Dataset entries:

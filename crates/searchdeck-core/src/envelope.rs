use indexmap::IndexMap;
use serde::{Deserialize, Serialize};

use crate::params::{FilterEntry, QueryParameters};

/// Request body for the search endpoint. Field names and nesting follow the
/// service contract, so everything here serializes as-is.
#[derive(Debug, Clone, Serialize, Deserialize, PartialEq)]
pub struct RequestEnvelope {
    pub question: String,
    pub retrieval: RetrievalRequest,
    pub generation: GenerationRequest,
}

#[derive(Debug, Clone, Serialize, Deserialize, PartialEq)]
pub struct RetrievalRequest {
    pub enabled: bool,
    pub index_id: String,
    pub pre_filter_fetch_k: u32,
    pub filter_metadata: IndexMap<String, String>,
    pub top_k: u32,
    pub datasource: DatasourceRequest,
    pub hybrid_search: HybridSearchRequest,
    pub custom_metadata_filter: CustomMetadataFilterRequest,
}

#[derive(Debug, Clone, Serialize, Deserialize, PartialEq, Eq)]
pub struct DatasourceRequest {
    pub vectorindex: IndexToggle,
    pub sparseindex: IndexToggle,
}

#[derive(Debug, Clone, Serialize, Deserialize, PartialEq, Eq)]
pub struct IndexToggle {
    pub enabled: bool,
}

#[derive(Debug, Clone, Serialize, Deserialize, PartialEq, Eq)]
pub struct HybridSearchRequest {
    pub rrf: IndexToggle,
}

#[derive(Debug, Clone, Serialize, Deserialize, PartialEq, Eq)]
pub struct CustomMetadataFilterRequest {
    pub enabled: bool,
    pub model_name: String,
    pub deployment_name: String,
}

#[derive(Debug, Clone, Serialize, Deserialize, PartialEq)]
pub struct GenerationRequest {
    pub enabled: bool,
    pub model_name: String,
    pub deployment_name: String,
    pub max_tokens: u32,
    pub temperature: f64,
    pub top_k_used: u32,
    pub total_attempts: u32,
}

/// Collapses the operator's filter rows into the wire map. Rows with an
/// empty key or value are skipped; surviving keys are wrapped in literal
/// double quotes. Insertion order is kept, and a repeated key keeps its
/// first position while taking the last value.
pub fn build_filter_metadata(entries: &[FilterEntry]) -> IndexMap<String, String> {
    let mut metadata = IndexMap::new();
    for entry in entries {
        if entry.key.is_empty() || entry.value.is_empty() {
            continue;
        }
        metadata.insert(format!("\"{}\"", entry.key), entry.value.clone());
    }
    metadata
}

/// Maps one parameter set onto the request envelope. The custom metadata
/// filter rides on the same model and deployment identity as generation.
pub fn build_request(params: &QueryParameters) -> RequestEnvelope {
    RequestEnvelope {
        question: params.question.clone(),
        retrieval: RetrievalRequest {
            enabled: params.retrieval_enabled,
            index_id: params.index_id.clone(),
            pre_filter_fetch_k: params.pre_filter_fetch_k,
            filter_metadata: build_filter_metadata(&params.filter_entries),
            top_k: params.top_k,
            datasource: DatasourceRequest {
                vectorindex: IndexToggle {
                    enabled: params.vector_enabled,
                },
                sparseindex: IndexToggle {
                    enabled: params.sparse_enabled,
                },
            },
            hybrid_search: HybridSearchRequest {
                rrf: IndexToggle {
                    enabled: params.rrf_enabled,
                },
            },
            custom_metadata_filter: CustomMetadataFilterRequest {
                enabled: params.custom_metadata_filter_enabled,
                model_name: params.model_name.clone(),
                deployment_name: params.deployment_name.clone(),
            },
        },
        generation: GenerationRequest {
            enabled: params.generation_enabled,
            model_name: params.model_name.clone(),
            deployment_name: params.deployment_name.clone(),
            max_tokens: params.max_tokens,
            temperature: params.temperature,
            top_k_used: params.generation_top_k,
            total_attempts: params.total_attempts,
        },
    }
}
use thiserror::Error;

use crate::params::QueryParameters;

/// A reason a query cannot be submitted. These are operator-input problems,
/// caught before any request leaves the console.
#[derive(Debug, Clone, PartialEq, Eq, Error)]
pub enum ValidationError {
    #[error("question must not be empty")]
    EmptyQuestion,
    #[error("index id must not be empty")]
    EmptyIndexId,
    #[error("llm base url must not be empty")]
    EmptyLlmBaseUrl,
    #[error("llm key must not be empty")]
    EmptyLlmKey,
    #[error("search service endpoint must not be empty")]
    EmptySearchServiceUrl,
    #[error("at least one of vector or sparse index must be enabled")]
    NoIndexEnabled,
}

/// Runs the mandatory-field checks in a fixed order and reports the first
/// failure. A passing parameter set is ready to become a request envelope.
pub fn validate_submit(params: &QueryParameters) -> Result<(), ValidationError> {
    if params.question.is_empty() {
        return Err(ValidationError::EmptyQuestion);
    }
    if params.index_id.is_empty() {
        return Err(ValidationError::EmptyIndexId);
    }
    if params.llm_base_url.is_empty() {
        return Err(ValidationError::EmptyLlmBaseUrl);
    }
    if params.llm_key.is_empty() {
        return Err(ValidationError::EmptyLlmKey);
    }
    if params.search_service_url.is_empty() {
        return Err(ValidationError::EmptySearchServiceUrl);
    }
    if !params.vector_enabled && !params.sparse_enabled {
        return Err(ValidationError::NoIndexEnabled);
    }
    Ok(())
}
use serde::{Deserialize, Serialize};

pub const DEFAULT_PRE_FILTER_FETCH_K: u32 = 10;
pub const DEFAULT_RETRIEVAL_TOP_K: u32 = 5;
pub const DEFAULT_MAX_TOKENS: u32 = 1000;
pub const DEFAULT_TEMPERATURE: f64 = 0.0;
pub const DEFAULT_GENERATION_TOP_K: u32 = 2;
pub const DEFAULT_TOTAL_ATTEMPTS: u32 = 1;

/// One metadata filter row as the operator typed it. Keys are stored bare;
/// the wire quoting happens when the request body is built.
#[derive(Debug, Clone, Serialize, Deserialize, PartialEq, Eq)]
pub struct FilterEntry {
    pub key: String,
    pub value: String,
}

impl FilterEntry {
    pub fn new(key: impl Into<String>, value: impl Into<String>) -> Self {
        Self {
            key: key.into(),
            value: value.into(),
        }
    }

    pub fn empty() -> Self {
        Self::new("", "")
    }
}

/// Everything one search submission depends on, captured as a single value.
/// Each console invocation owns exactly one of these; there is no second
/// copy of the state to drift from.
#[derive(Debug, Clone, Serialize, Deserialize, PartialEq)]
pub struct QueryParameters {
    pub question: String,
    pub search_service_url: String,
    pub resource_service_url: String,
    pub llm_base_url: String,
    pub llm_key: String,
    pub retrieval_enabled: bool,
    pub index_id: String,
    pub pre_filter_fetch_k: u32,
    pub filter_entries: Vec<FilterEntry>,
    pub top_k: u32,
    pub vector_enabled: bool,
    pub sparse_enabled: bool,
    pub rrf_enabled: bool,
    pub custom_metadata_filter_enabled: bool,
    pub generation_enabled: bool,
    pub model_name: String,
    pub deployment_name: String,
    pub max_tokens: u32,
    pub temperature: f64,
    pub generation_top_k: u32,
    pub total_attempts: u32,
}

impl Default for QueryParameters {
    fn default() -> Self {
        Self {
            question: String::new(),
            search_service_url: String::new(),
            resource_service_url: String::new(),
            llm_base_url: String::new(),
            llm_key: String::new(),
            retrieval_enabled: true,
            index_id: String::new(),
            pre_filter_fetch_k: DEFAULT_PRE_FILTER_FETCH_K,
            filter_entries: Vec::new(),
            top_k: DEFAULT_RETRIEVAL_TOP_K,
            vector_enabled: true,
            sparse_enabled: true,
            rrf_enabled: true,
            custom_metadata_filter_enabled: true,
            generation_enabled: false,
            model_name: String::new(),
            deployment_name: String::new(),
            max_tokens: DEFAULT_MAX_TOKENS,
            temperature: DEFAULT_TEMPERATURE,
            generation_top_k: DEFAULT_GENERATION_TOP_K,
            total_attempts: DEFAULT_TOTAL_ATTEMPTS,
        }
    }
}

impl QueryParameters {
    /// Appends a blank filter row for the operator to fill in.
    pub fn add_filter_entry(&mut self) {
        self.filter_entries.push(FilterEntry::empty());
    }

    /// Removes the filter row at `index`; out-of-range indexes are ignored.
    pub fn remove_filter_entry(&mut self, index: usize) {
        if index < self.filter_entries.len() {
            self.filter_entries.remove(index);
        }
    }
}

---

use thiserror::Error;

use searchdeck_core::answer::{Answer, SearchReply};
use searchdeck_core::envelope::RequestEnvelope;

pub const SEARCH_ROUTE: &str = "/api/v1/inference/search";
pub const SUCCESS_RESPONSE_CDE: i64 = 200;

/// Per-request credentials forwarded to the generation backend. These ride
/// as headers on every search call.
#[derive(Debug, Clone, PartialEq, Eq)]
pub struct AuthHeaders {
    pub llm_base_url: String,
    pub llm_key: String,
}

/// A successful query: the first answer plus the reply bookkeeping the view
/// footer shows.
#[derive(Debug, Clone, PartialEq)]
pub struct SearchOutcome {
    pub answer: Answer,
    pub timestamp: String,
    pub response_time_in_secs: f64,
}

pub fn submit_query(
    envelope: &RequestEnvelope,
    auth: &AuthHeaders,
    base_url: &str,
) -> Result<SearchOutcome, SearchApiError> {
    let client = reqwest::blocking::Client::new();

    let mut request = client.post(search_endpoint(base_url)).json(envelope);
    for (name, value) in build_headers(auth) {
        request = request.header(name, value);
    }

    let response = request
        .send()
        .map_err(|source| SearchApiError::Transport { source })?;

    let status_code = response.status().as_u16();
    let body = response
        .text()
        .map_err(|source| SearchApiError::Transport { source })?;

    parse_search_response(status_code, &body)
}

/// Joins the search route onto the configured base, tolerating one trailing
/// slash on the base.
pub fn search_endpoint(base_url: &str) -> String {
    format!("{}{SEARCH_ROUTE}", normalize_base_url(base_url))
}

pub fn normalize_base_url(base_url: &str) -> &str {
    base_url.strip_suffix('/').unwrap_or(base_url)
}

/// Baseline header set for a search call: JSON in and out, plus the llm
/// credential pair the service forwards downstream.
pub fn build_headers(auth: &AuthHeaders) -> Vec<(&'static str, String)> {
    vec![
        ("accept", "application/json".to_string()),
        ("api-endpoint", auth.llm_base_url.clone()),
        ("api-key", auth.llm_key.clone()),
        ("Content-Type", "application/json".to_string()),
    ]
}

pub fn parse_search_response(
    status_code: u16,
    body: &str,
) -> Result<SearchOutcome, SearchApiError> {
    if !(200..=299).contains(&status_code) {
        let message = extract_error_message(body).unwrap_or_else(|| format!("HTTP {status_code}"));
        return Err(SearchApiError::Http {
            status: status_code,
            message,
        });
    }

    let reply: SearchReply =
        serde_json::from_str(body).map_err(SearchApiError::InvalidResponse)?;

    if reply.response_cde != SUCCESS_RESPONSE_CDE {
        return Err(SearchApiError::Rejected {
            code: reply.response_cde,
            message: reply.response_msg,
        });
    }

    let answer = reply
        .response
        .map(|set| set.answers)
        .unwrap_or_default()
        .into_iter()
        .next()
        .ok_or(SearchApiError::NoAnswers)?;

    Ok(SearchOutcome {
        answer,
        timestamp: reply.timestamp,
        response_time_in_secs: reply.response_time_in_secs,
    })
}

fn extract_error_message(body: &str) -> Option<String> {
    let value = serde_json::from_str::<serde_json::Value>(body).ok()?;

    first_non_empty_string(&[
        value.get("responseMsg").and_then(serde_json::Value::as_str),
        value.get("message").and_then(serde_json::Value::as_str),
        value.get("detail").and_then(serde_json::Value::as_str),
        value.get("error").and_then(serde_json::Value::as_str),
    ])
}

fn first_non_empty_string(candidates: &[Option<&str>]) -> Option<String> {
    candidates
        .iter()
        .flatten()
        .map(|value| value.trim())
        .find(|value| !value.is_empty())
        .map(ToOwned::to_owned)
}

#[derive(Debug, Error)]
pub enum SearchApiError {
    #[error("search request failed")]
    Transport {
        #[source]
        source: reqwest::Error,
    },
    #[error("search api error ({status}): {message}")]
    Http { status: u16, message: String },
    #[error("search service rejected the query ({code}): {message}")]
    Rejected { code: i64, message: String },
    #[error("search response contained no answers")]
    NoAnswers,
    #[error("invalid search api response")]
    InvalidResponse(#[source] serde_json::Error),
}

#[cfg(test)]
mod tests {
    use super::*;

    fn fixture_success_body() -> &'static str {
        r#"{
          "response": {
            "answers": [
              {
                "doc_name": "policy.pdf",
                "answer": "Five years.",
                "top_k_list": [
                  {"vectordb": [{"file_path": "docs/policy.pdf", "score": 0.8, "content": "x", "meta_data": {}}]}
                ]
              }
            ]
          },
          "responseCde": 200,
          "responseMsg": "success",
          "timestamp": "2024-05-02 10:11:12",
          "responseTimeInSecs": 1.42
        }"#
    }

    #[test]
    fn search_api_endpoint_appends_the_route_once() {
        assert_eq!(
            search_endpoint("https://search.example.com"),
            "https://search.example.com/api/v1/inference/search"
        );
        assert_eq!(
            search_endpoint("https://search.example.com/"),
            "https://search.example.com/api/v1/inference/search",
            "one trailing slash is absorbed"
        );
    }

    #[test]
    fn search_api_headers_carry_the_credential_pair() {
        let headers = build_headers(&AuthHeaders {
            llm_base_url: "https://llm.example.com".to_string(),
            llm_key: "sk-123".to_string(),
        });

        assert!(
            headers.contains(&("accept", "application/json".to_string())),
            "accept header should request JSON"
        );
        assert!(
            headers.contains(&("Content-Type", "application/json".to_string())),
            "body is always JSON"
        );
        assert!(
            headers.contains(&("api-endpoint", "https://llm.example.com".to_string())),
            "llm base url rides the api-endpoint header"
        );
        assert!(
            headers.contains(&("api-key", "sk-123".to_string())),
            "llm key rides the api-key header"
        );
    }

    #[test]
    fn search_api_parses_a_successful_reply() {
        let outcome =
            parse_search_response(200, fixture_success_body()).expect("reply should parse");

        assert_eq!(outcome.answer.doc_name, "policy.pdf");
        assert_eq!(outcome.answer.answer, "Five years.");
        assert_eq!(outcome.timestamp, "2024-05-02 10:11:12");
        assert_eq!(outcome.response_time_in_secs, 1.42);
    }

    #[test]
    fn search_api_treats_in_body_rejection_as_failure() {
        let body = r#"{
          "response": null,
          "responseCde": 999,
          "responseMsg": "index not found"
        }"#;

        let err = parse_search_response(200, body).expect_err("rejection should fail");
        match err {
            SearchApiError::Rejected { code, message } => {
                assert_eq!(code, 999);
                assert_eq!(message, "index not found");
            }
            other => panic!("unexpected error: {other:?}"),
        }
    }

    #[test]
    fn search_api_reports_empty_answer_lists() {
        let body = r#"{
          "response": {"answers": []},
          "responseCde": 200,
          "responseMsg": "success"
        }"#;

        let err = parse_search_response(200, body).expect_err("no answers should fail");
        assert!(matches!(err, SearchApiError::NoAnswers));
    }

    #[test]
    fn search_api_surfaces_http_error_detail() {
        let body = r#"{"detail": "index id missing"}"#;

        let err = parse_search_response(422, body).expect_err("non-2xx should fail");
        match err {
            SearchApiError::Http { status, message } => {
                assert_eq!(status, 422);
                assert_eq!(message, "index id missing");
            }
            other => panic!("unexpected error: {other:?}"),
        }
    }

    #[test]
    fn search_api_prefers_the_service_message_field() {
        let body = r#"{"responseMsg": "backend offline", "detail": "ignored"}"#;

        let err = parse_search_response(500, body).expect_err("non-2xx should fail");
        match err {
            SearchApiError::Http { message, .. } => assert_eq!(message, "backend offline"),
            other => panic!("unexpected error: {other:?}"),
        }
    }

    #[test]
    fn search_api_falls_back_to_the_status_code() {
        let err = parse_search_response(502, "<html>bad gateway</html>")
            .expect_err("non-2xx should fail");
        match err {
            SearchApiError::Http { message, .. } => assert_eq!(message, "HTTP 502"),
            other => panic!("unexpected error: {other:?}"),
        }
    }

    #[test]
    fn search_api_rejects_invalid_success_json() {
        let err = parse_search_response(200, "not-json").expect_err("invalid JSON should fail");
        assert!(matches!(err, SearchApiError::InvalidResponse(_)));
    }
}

WHAT IS NEEDED:
Only lines with the word "matches" are wanted. Find and copy them from the records above.

TASK ANSWER:
        assert!(matches!(err, SearchApiError::NoAnswers));
        assert!(matches!(err, SearchApiError::InvalidResponse(_)));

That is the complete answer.